#### [Task requirements]
Of the lines listed below, return exactly those that run from the line containing "fn main() ->" through the line containing "fs::write(&output_path, buffer)?;", both included.

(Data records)

//! Man page generator for bluemo-nvm
//!
//! Usage: cargo run --bin gen-manpage -- [output-dir]

use clap::CommandFactory;
use std::fs;
use std::path::PathBuf;

#[path = "../cli.rs"]
mod cli;

fn main() -> std::io::Result<()> {
    // Default to ./man directory
    let output_dir = std::env::args()
        .nth(1)
        .map(PathBuf::from)
        .unwrap_or_else(|| PathBuf::from("man"));

    fs::create_dir_all(&output_dir)?;

    let cmd = cli::Cli::command();
    let man = clap_mangen::Man::new(cmd);
    let mut buffer = Vec::new();
    man.render(&mut buffer)?;

    let output_path = output_dir.join("bluemo-nvm.1");
    fs::write(&output_path, buffer)?;

    println!("Man page generated at: {}", output_path.display());
    println!("\nTo view the man page:");
    println!("  man -l {}", output_path.display());

    Ok(())
}
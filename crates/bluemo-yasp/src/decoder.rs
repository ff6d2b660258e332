//! Offline stream decoder with per-code dispatch
//!
//! Feeds a byte stream (a downloaded flash image, or anything else made of
//! concatenated frames) through a [`FrameBuffer`] and hands every complete
//! frame to the handler registered for its response code. The split of the
//! input into chunks never changes what is dispatched.

use std::collections::HashMap;

use crate::error::YaspError;
use crate::message::Message;
use crate::protocol::{FrameBuffer, MsgCode};

type Handler<'a, S, E> = Box<dyn FnMut(&mut S, Message) -> Result<(), E> + 'a>;

/// Dispatching decoder over a framed byte stream
///
/// `S` is the state handlers mutate, `E` the error they return. YASP
/// decoding errors are converted into `E`.
///
/// # Example
///
/// ```
/// use bluemo_yasp::{Message, MsgCode, StreamDecoder, YaspError};
///
/// let mut decoder: StreamDecoder<'_, Vec<Message>, YaspError> = StreamDecoder::new();
/// decoder.set_default_msg_callback(MsgCode::RtcSync, |seen, msg| {
///     seen.push(msg);
///     Ok(())
/// });
///
/// let mut seen = Vec::new();
/// decoder.feed(&mut seen, &[0x01, 0x00, 0x88, 0x2A])?;
/// assert_eq!(seen, vec![Message::RtcSync { rtc_counter: vec![0x2A] }]);
/// # Ok::<(), YaspError>(())
/// ```
pub struct StreamDecoder<'a, S, E> {
    frames: FrameBuffer,
    handlers: HashMap<u8, Handler<'a, S, E>>,
    dispatched: u64,
    skipped: u64,
}

impl<'a, S, E: From<YaspError>> StreamDecoder<'a, S, E> {
    /// Create a decoder with no handlers
    pub fn new() -> Self {
        Self {
            frames: FrameBuffer::new(),
            handlers: HashMap::new(),
            dispatched: 0,
            skipped: 0,
        }
    }

    /// Register the handler for messages of class `code`
    ///
    /// Replaces any handler previously registered for the same class.
    pub fn set_default_msg_callback<F>(&mut self, code: MsgCode, handler: F)
    where
        F: FnMut(&mut S, Message) -> Result<(), E> + 'a,
    {
        self.handlers.insert(code.response_code(), Box::new(handler));
    }

    /// Buffer `chunk` and dispatch every frame it completes
    ///
    /// Returns the number of messages handed to handlers. Frames without a
    /// handler are skipped without decoding their payload.
    ///
    /// # Errors
    /// The first handler error, or `InvalidPayload` for a handled frame
    /// whose payload does not decode. Frames after the failing one stay
    /// buffered.
    pub fn feed(&mut self, state: &mut S, chunk: &[u8]) -> Result<usize, E> {
        self.frames.push(chunk);

        let mut count = 0;
        while let Some(frame) = self.frames.next_frame() {
            let Some(handler) = self.handlers.get_mut(&frame.code) else {
                log::trace!("yasp: no handler for 0x{:02X}, skipping", frame.code);
                self.skipped += 1;
                continue;
            };

            let msg = Message::decode(&frame)?;
            handler(state, msg)?;
            count += 1;
        }

        self.dispatched += count as u64;
        Ok(count)
    }

    /// Bytes buffered that do not form a complete frame
    pub fn pending(&self) -> &[u8] {
        self.frames.pending()
    }

    /// Messages dispatched so far
    pub fn dispatched(&self) -> u64 {
        self.dispatched
    }

    /// Frames skipped so far because no handler was registered
    pub fn skipped(&self) -> u64 {
        self.skipped
    }

    /// End of input: report and drop any incomplete trailing frame
    ///
    /// Returns the number of trailing bytes discarded.
    pub fn finish(&mut self) -> usize {
        let trailing = self.frames.pending();
        let len = trailing.len();
        if len > 0 {
            if trailing.iter().all(|&b| b == 0xFF) {
                log::debug!("Ignoring {} bytes of erased padding at end of stream", len);
            } else {
                log::warn!("Discarding {} bytes of incomplete frame at end of stream", len);
            }
        }
        self.frames.clear();
        len
    }
}

impl<S, E: From<YaspError>> Default for StreamDecoder<'_, S, E> {
    fn default() -> Self {
        Self::new()
    }
}
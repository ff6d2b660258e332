//! Device command boundary
//!
//! This module provides the `DeviceSession` trait, the narrow set of device
//! commands the paging operations need. Every method sends one command and
//! blocks for exactly one matching response; timeouts belong to the
//! implementation.

use crate::error::Result;

/// Data sink configuration reported by the device
#[derive(Debug, Clone, Copy, PartialEq, Eq)]
pub struct DataSinkInfo {
    /// First flash address the data sink writes to
    pub start_address: u32,
    /// Next address the data sink will write (write progress)
    pub write_address: u32,
}

/// SPI flash geometry reported by the flash-init query
#[derive(Debug, Clone, Copy, PartialEq, Eq)]
pub struct FlashInfo {
    /// Smallest erase unit in bytes
    pub block_size: u32,
    /// Total flash size in KiB
    pub flash_size_kib: u32,
    /// Smallest read/program unit in bytes
    pub page_size: u32,
}

impl FlashInfo {
    /// Total flash size in bytes
    pub fn flash_size(&self) -> u64 {
        self.flash_size_kib as u64 * 1024
    }
}

/// A live connection to a device that owns the flash
///
/// # Example
///
/// ```ignore
/// use bluemo_core::flash::DeviceSession;
///
/// fn first_bytes<S: DeviceSession>(session: &mut S) -> bluemo_core::Result<Vec<u8>> {
///     let sink = session.data_sink_config()?;
///     session.flash_read(sink.start_address, 16)
/// }
/// ```
pub trait DeviceSession {
    /// Query the data sink configuration
    fn data_sink_config(&mut self) -> Result<DataSinkInfo>;

    /// Initialize the SPI flash driver and return its geometry
    fn flash_init(&mut self) -> Result<FlashInfo>;

    /// Read `len` bytes starting at `addr`
    fn flash_read(&mut self, addr: u32, len: u32) -> Result<Vec<u8>>;

    /// Erase `len` bytes starting at `addr`
    ///
    /// `addr` and `len` are expected to be block aligned.
    fn flash_erase(&mut self, addr: u32, len: u32) -> Result<()>;

    /// Reset the device
    fn soft_reset(&mut self) -> Result<()>;
}

impl<S: DeviceSession + ?Sized> DeviceSession for &mut S {
    fn data_sink_config(&mut self) -> Result<DataSinkInfo> {
        (**self).data_sink_config()
    }

    fn flash_init(&mut self) -> Result<FlashInfo> {
        (**self).flash_init()
    }

    fn flash_read(&mut self, addr: u32, len: u32) -> Result<Vec<u8>> {
        (**self).flash_read(addr, len)
    }

    fn flash_erase(&mut self, addr: u32, len: u32) -> Result<()> {
        (**self).flash_erase(addr, len)
    }

    fn soft_reset(&mut self) -> Result<()> {
        (**self).soft_reset()
    }
}
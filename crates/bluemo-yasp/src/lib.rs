//! bluemo-yasp - YASP framed message protocol
//!
//! This crate implements the message protocol Bluemo devices speak, both on
//! a live link and inside the flash images the data sink writes.
//!
//! # Protocol Overview
//!
//! Every message is a frame of a 16-bit little-endian payload length, a
//! one-byte code and the payload. The host sends commands; the device answers
//! each with a response whose code is the command code with bit 7 set. Stream
//! data and RTC syncs use the same response codes whether they travel over
//! the link or get appended to flash.
//!
//! # Supported Transports
//!
//! - Serial port: `dev=/dev/ttyACM0`, `dev=COM16:115200`
//! - TCP socket: `ip=host:port`
//!
//! # Example
//!
//! ```no_run
//! use bluemo_core::flash::DeviceSession;
//! use bluemo_yasp::{SerialTransport, YaspClient};
//!
//! let transport = SerialTransport::open("/dev/ttyACM0", Some(115200))?;
//! let mut client = YaspClient::new(transport);
//!
//! println!("Device time: {:.6} s", client.rtc_sync()?.seconds());
//! let sink = client.data_sink_config()?;
//! println!("Written up to 0x{:08X}", sink.write_address);
//! # Ok::<(), Box<dyn std::error::Error>>(())
//! ```

#![warn(rust_2018_idioms)]

pub mod client;
pub mod decoder;
pub mod error;
pub mod message;
pub mod protocol;
pub mod telemetry;
pub mod transport;

// Re-exports
pub use client::YaspClient;
pub use decoder::StreamDecoder;
pub use error::{Result, YaspError};
pub use message::{AdsStreamParams, Command, Message};
pub use protocol::{AdsDataRate, AdsInputMux, AdsPga, DataSink, Frame, FrameBuffer, Modify, MsgCode};
pub use telemetry::{DecodeSummary, TelemetryDecoder, DEFAULT_CHUNK_SIZE};
pub use transport::serial::SerialTransport;
pub use transport::tcp::TcpTransport;
pub use transport::Transport;

/// Connection options for a YASP link
#[derive(Debug, Clone, PartialEq, Eq)]
pub enum YaspConnection {
    /// Serial port connection
    Serial {
        /// Device path (e.g., "/dev/ttyACM0" or "COM16")
        device: String,
        /// Baud rate (None for the default)
        baud: Option<u32>,
    },
    /// TCP socket connection
    Tcp {
        /// Hostname or IP address
        host: String,
        /// Port number
        port: u16,
    },
}

impl YaspConnection {
    /// Parse a connection string
    ///
    /// Formats:
    /// - `dev=/dev/ttyACM0` - Serial with default baud
    /// - `dev=/dev/ttyACM0:115200` - Serial with specified baud
    /// - `ip=host:port` - TCP connection
    pub fn parse(s: &str) -> std::result::Result<Self, String> {
        if let Some(dev) = s.strip_prefix("dev=") {
            if let Some((device, baud_str)) = dev.rsplit_once(':') {
                let baud = baud_str
                    .parse()
                    .map_err(|_| format!("Invalid baud rate: {}", baud_str))?;
                Ok(YaspConnection::Serial {
                    device: device.to_string(),
                    baud: Some(baud),
                })
            } else {
                Ok(YaspConnection::Serial {
                    device: dev.to_string(),
                    baud: None,
                })
            }
        } else if let Some(ip) = s.strip_prefix("ip=") {
            let (host, port_str) = ip
                .rsplit_once(':')
                .ok_or_else(|| "Missing port in ip= parameter".to_string())?;
            let port = port_str
                .parse()
                .map_err(|_| format!("Invalid port: {}", port_str))?;
            Ok(YaspConnection::Tcp {
                host: host.to_string(),
                port,
            })
        } else {
            Err(format!(
                "Invalid connection string: {}. Use dev=... or ip=...",
                s
            ))
        }
    }
}

/// Open a YASP link and return a client over a type-erased transport
pub fn open_client(
    options: &str,
) -> std::result::Result<YaspClient<Box<dyn Transport>>, Box<dyn std::error::Error>> {
    let conn = YaspConnection::parse(options)?;

    let transport: Box<dyn Transport> = match conn {
        YaspConnection::Serial { device, baud } => {
            Box::new(SerialTransport::open(&device, baud)?)
        }
        YaspConnection::Tcp { host, port } => Box::new(TcpTransport::connect(&host, port)?),
    };

    Ok(YaspClient::new(transport))
}
//! RTC counter decoding

use crate::error::{Error, Result};

/// Seconds per RTC tick (32.768 kHz crystal, as the device firmware rounds it)
pub const RTC_TICK_SECONDS: f64 = 0.0000305;

/// Width the raw counter is zero-padded to before interpretation
pub const RTC_COUNTER_WIDTH: usize = 8;

/// Interpret a variable-length little-endian RTC counter
///
/// The device sends only the significant low bytes of the counter. They are
/// zero-padded on the high end to 64 bits.
///
/// # Errors
/// * `InvalidCounter` - if more than 8 bytes are given
pub fn rtc_to_ticks(raw: &[u8]) -> Result<u64> {
    if raw.len() > RTC_COUNTER_WIDTH {
        return Err(Error::InvalidCounter(raw.len()));
    }

    let mut padded = [0u8; RTC_COUNTER_WIDTH];
    padded[..raw.len()].copy_from_slice(raw);
    Ok(u64::from_le_bytes(padded))
}

/// A device time, in RTC ticks since reset
#[derive(Debug, Clone, Copy, PartialEq, Eq, PartialOrd, Ord, Hash)]
pub struct Timestamp {
    /// Raw tick count
    pub ticks: u64,
}

impl Timestamp {
    /// Create a timestamp from a tick count
    pub fn from_ticks(ticks: u64) -> Self {
        Self { ticks }
    }

    /// Decode a timestamp from a raw RTC counter
    pub fn from_counter(raw: &[u8]) -> Result<Self> {
        rtc_to_ticks(raw).map(Self::from_ticks)
    }

    /// Seconds since device reset
    pub fn seconds(&self) -> f64 {
        self.ticks as f64 * RTC_TICK_SECONDS
    }
}

#[cfg(test)]
mod tests {
    use super::*;

    #[test]
    fn test_rtc_full_width() {
        let raw = 0x0102_0304_0506_0708u64.to_le_bytes();
        assert_eq!(rtc_to_ticks(&raw).unwrap(), 0x0102_0304_0506_0708);
    }

    #[test]
    fn test_rtc_zero_pads_high_bytes() {
        assert_eq!(rtc_to_ticks(&[0x01]).unwrap(), 1);
        assert_eq!(rtc_to_ticks(&[0x00, 0x80]).unwrap(), 0x8000);
        assert_eq!(rtc_to_ticks(&[0x78, 0x56, 0x34, 0x12, 0xFF]).unwrap(), 0xFF_1234_5678);
        // High byte set must not be sign-extended
        assert_eq!(rtc_to_ticks(&[0xFF, 0xFF, 0xFF]).unwrap(), 0x00FF_FFFF);
    }

    #[test]
    fn test_rtc_empty_is_zero() {
        assert_eq!(rtc_to_ticks(&[]).unwrap(), 0);
    }

    #[test]
    fn test_rtc_too_long() {
        assert!(matches!(rtc_to_ticks(&[0; 9]), Err(Error::InvalidCounter(9))));
    }

    #[test]
    fn test_timestamp_seconds() {
        let ts = Timestamp::from_counter(&[0x00, 0x80]).unwrap();
        assert_eq!(ts.ticks, 32768);
        assert!((ts.seconds() - 0.999424).abs() < 1e-9);
    }
}
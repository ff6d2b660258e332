//! Erase command implementation

use bluemo_core::flash::{self, DeviceSession};
use std::time::Duration;

use super::create_spinner;

/// Seconds to wait before erasing, to allow an abort
pub const ERASE_COUNTDOWN_SECS: u32 = 3;

/// Run the erase command
pub fn run_erase<S: DeviceSession + ?Sized>(
    session: &mut S,
    probe_size: u32,
    skip_countdown: bool,
) -> Result<(), Box<dyn std::error::Error>> {
    if !skip_countdown {
        for remaining in (1..=ERASE_COUNTDOWN_SECS).rev() {
            println!("Erasing all in {} seconds...", remaining);
            std::thread::sleep(Duration::from_secs(1));
        }
    }

    let erased = erase_log(session, probe_size)?;
    println!("Erased {} block(s), device reset", erased);
    Ok(())
}

/// Erase the written part of the data sink region with a spinner
pub fn erase_log<S: DeviceSession + ?Sized>(
    session: &mut S,
    probe_size: u32,
) -> Result<u32, Box<dyn std::error::Error>> {
    let region = flash::describe(session)?;

    let pb = create_spinner(format!(
        "Erasing written blocks from 0x{:08X} (block {} bytes)...",
        region.start(),
        region.block_size()
    ))?;

    let erased = match flash::erase_all(session, &region, probe_size) {
        Ok(n) => n,
        Err(e) => {
            pb.abandon_with_message("Erase failed");
            return Err(e.into());
        }
    };

    pb.finish_with_message(format!("Erased {} block(s)", erased));
    Ok(erased)
}
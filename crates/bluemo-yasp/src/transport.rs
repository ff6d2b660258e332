//! Transport layer abstraction for YASP communication
//!
//! This module provides a unified interface for serial and TCP transports.

use crate::error::Result;

/// Transport trait for reading and writing bytes
pub trait Transport {
    /// Write bytes to the transport
    fn write(&mut self, data: &[u8]) -> Result<()>;

    /// Read bytes from the transport
    ///
    /// Reads exactly `buf.len()` bytes into the buffer.
    /// Returns `Timeout` if they do not arrive in time.
    fn read(&mut self, buf: &mut [u8]) -> Result<()>;

    /// Flush any buffered data
    fn flush(&mut self) -> Result<()>;
}

impl<T: Transport + ?Sized> Transport for Box<T> {
    fn write(&mut self, data: &[u8]) -> Result<()> {
        (**self).write(data)
    }

    fn read(&mut self, buf: &mut [u8]) -> Result<()> {
        (**self).read(buf)
    }

    fn flush(&mut self) -> Result<()> {
        (**self).flush()
    }
}

pub mod serial {
    //! Serial port transport implementation

    use super::*;
    use serialport::{DataBits, FlowControl, Parity, SerialPort, StopBits};
    use std::io::{Read, Write};
    use std::time::Duration;

    /// Baud rate used when none is given
    pub const DEFAULT_BAUD: u32 = 115200;

    /// Serial port transport
    pub struct SerialTransport {
        port: Box<dyn SerialPort>,
    }

    impl SerialTransport {
        /// Open a serial port with the specified baud rate
        pub fn open(device: &str, baud: Option<u32>) -> Result<Self> {
            let baud_rate = baud.unwrap_or(DEFAULT_BAUD);

            let port = serialport::new(device, baud_rate)
                .data_bits(DataBits::Eight)
                .parity(Parity::None)
                .stop_bits(StopBits::One)
                .flow_control(FlowControl::None)
                .timeout(Duration::from_secs(5))
                .open()?;

            log::info!("Opened serial port {} at {} baud", device, baud_rate);

            Ok(Self { port })
        }
    }

    impl Transport for SerialTransport {
        fn write(&mut self, data: &[u8]) -> Result<()> {
            self.port.write_all(data)?;
            Ok(())
        }

        fn read(&mut self, buf: &mut [u8]) -> Result<()> {
            self.port.read_exact(buf)?;
            Ok(())
        }

        fn flush(&mut self) -> Result<()> {
            self.port.flush()?;
            Ok(())
        }
    }
}

pub mod tcp {
    //! TCP socket transport implementation
    //!
    //! For a BLE bridge (or a device emulator) that exposes the YASP byte
    //! stream on a socket.

    use super::*;
    use crate::error::YaspError;
    use std::io::{Read, Write};
    use std::net::TcpStream;
    use std::time::Duration;

    /// TCP socket transport
    pub struct TcpTransport {
        stream: TcpStream,
    }

    impl TcpTransport {
        /// Connect to a bridge at the specified host and port
        pub fn connect(host: &str, port: u16) -> Result<Self> {
            let addr = format!("{}:{}", host, port);
            log::info!("Connecting to YASP bridge at {}", addr);

            let stream = TcpStream::connect(&addr)
                .map_err(|e| YaspError::ConnectionFailed(e.to_string()))?;

            // Frames are small and latency bound
            stream.set_nodelay(true).map_err(|e| {
                YaspError::ConnectionFailed(format!("Failed to set TCP_NODELAY: {}", e))
            })?;

            stream
                .set_read_timeout(Some(Duration::from_secs(5)))
                .map_err(|e| {
                    YaspError::ConnectionFailed(format!("Failed to set read timeout: {}", e))
                })?;
            stream
                .set_write_timeout(Some(Duration::from_secs(5)))
                .map_err(|e| {
                    YaspError::ConnectionFailed(format!("Failed to set write timeout: {}", e))
                })?;

            log::info!("Connected to YASP bridge at {}", addr);

            Ok(Self { stream })
        }
    }

    impl Transport for TcpTransport {
        fn write(&mut self, data: &[u8]) -> Result<()> {
            self.stream.write_all(data)?;
            Ok(())
        }

        fn read(&mut self, buf: &mut [u8]) -> Result<()> {
            self.stream.read_exact(buf)?;
            Ok(())
        }

        fn flush(&mut self) -> Result<()> {
            self.stream.flush()?;
            Ok(())
        }
    }
}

#### [Worked solution]
fn main() -> std::io::Result<()> {
    // Default to ./man directory
    let output_dir = std::env::args()
        .nth(1)
        .map(PathBuf::from)
        .unwrap_or_else(|| PathBuf::from("man"));

    fs::create_dir_all(&output_dir)?;

    let cmd = cli::Cli::command();
    let man = clap_mangen::Man::new(cmd);
    let mut buffer = Vec::new();
    man.render(&mut buffer)?;

    let output_path = output_dir.join("bluemo-nvm.1");
    fs::write(&output_path, buffer)?;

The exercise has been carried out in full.